Todo o tempo é para contar

Aos trabalhadores dos corpos especiais da Administração Pública é preciso contar todo o tempo de serviço que esteve congelado.

O descongelamento das carreiras na Administração Pública é uma justa reivindicação dos trabalhadores, que conheceu desenvolvimentos consagrados no Orçamento do Estado para 2018 (OE2018). Tal aconteceu por força da proposta e da intervenção do PCP, acabando por ficar previsto todo o processo nos artigos 18.º e 19.º da Lei do OE2018.

Assim, no artigo 18.º, ficou firmado o descongelamento das carreiras de forma faseada até 2019 e a contabilização de todo o tempo descongelado nas carreiras gerais e nas carreiras em que, na sequência da avaliação de desempenho, o tempo se converte em pontos. Já no artigo 19.º se estatui que «a expressão remuneratória do tempo de serviço nas carreiras, cargos ou categorias integradas em corpos especiais, em que a progressão e mudança de posição remuneratória dependam do decurso de determinado período de prestação de serviço legalmente estabelecido para o efeito, é considerada em processo negocial com vista a definir o prazo e o modo para a sua concretização, tendo em conta a sustentabilidade e compatibilização com os recursos disponíveis».

O PCP nunca teve qualquer hesitação relativamente à justa reivindicação dos professores, tal como de outros corpos especiais da Administração Pública, e propõe, no âmbito do Orçamento do Estado para 2019, que seja objecto de negociação sindical a definição do prazo e do modo de concretização da valorização remuneratória resultante da contagem do tempo de serviço das carreiras e corpos especiais, tal como estabelece o art.º 19.º da Lei n.º 114/2017, de 29 de Dezembro.

Para o PCP, o cumprimento do atrás disposto considera-se verificado com a definição de solução legal que assegure a consideração integral do tempo de serviço.
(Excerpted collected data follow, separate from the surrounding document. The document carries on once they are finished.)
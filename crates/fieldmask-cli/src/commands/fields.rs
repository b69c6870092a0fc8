use std::path::Path;

use anyhow::Result;

use super::load_config;

pub fn handle(fields: Vec<String>, config_path: Option<&Path>) -> Result<()> {
    for name in listing(fields, config_path)? {
        println!("{}", name);
    }
    Ok(())
}

/// Effective field names, sorted
fn listing(fields: Vec<String>, config_path: Option<&Path>) -> Result<Vec<String>> {
    let config = load_config(config_path)?;
    Ok(config.field_set(fields).iter().map(String::from).collect())
}

#[cfg(test)]
mod tests {
    use super::*;

    #[test]
    fn test_listing_merges_config_and_cli_sorted() {
        let dir = tempfile::tempdir().unwrap();
        let path = dir.path().join("fieldmask.toml");
        std::fs::write(&path, "[fields]\nextra = [\"ssn\", \"email\"]\n").unwrap();

        let names = listing(vec!["apiKey".to_string(), "email".to_string()], Some(&path)).unwrap();

        assert_eq!(names, vec!["apiKey", "email", "ssn", "userEmail", "userName"]);
    }

    #[test]
    fn test_listing_with_empty_config_is_baseline() {
        let dir = tempfile::tempdir().unwrap();
        let path = dir.path().join("fieldmask.toml");
        std::fs::write(&path, "").unwrap();

        let names = listing(Vec::new(), Some(&path)).unwrap();

        assert_eq!(names, vec!["userEmail", "userName"]);
    }

    #[test]
    fn test_listing_missing_config_fails() {
        let dir = tempfile::tempdir().unwrap();
        assert!(listing(Vec::new(), Some(&dir.path().join("missing.toml"))).is_err());
    }
}
use clap::{Parser, Subcommand};
use std::path::PathBuf;

#[derive(Parser)]
#[command(name = "fieldmask")]
#[command(about = "Mask sensitive fields in JSON payloads", long_about = None)]
#[command(version)]
pub struct Cli {
    #[command(subcommand)]
    pub command: Commands,
}

#[derive(Subcommand)]
pub enum Commands {
    /// Mask a JSON document read from a file or stdin
    Mask {
        /// Input file (reads stdin when omitted)
        input: Option<PathBuf>,

        /// Additional field name to mask (repeatable)
        #[arg(short = 'f', long = "field")]
        fields: Vec<String>,

        /// Pretty-print the output
        #[arg(long)]
        pretty: bool,

        /// Treat the input as one JSON document per line
        #[arg(long, conflicts_with = "pretty")]
        lines: bool,

        /// Log how many values were masked per field
        #[arg(long)]
        report: bool,

        /// Config file (defaults to the user config dir)
        #[arg(long, env = "FIELDMASK_CONFIG")]
        config: Option<PathBuf>,
    },

    /// Print the obscured form of each argument
    Obscure {
        /// Strings to obscure
        #[arg(required = true)]
        text: Vec<String>,
    },

    /// List the field names that would be masked
    Fields {
        /// Additional field name (repeatable)
        #[arg(short = 'f', long = "field")]
        fields: Vec<String>,

        /// Config file (defaults to the user config dir)
        #[arg(long, env = "FIELDMASK_CONFIG")]
        config: Option<PathBuf>,
    },

    /// Inspect configuration
    #[command(subcommand)]
    Config(ConfigCommands),
}

#[derive(Subcommand)]
pub enum ConfigCommands {
    /// Print the default config file location
    Path,
}
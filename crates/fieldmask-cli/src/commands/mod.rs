pub mod config;
pub mod fields;
pub mod mask;
pub mod obscure;

use anyhow::Result;
use fieldmask_config::Config;
use std::path::Path;

/// Load an explicit config file, or the user config when none is given
pub fn load_config(path: Option<&Path>) -> Result<Config> {
    match path {
        Some(path) => Config::load_from(path),
        None => Config::load(),
    }
}
use anyhow::Result;
use fieldmask_config::Config;

use crate::cli::ConfigCommands;

pub fn handle(cmd: ConfigCommands) -> Result<()> {
    println!("{}", render(cmd));
    Ok(())
}

fn render(cmd: ConfigCommands) -> String {
    match cmd {
        ConfigCommands::Path => Config::config_path().display().to_string(),
    }
}
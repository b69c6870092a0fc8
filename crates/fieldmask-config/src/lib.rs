use anyhow::Context;
use fieldmask_core::FieldSet;
use serde::{Deserialize, Serialize};
use std::path::{Path, PathBuf};
use tracing::debug;

/// Configuration for fieldmask
#[derive(Debug, Clone, Default, Serialize, Deserialize)]
pub struct Config {
    #[serde(default)]
    pub fields: FieldsConfig,

    #[serde(default)]
    pub output: OutputConfig,
}

#[derive(Debug, Clone, Default, Serialize, Deserialize)]
pub struct FieldsConfig {
    /// Field names masked in addition to `userName` and `userEmail`
    #[serde(default)]
    pub extra: Vec<String>,
}

#[derive(Debug, Clone, Default, Serialize, Deserialize)]
pub struct OutputConfig {
    #[serde(default)]
    pub pretty: bool,
}

impl Config {
    /// Load config from default location or create default if not found
    pub fn load() -> anyhow::Result<Self> {
        let path = Self::config_path();

        if path.exists() {
            Self::load_from(&path)
        } else {
            let config = Config::default();
            if let Some(parent) = path.parent() {
                std::fs::create_dir_all(parent)?;
            }
            let content = toml::to_string_pretty(&config)?;
            std::fs::write(&path, content)
                .with_context(|| format!("Failed to write {}", path.display()))?;
            debug!("Wrote default config to {}", path.display());
            Ok(config)
        }
    }

    /// Load config from an explicit path
    pub fn load_from(path: &Path) -> anyhow::Result<Self> {
        let content = std::fs::read_to_string(path)
            .with_context(|| format!("Failed to read config {}", path.display()))?;
        let config: Config = toml::from_str(&content)
            .with_context(|| format!("Invalid config {}", path.display()))?;
        debug!(
            "Loaded config from {} ({} extra fields)",
            path.display(),
            config.fields.extra.len()
        );
        Ok(config)
    }

    /// Get config file path
    pub fn config_path() -> PathBuf {
        if let Some(dirs) = directories::ProjectDirs::from("com", "fieldmask", "fieldmask") {
            dirs.config_dir().join("config.toml")
        } else {
            PathBuf::from("~/.fieldmask/config.toml")
        }
    }

    /// Effective field set: baseline, config extras and `cli_extra`
    pub fn field_set<I, S>(&self, cli_extra: I) -> FieldSet
    where
        I: IntoIterator<Item = S>,
        S: Into<String>,
    {
        self.fields
            .extra
            .iter()
            .cloned()
            .chain(cli_extra.into_iter().map(Into::into))
            .collect()
    }
}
Caso seja definida solução legal de faseamento da valorização remuneratória, esse faseamento produzirá efeitos a partir de 1 de Janeiro de 2019, não podendo ultrapassar o prazo máximo de sete anos, tal como aconteceu, aliás, na Região Autónoma da Madeira, em negociação, no caso dos professores.

No mesmo sentido, logo que promulgado e publicado em Diário da República, o PCP requererá a apreciação parlamentar do decreto-lei do Governo que institui uma contagem parcelar do tempo de serviço aos professores, de apenas 2 anos 9 meses e 18 dias, dos mais de 9 anos em que as suas carreiras não tiveram qualquer tipo de progressão, apagando mais de seis anos e meio.

O PCP foi determinante para que ficasse assegurada em lei, em 2018, a contagem integral de tempo de serviço e voltará a ser determinante, em 2019, na defesa da profissão docente e dos outros corpos especiais da Administração Pública, num quadro geral de defesa da Escola Pública e do direito à educação para todos os portugueses.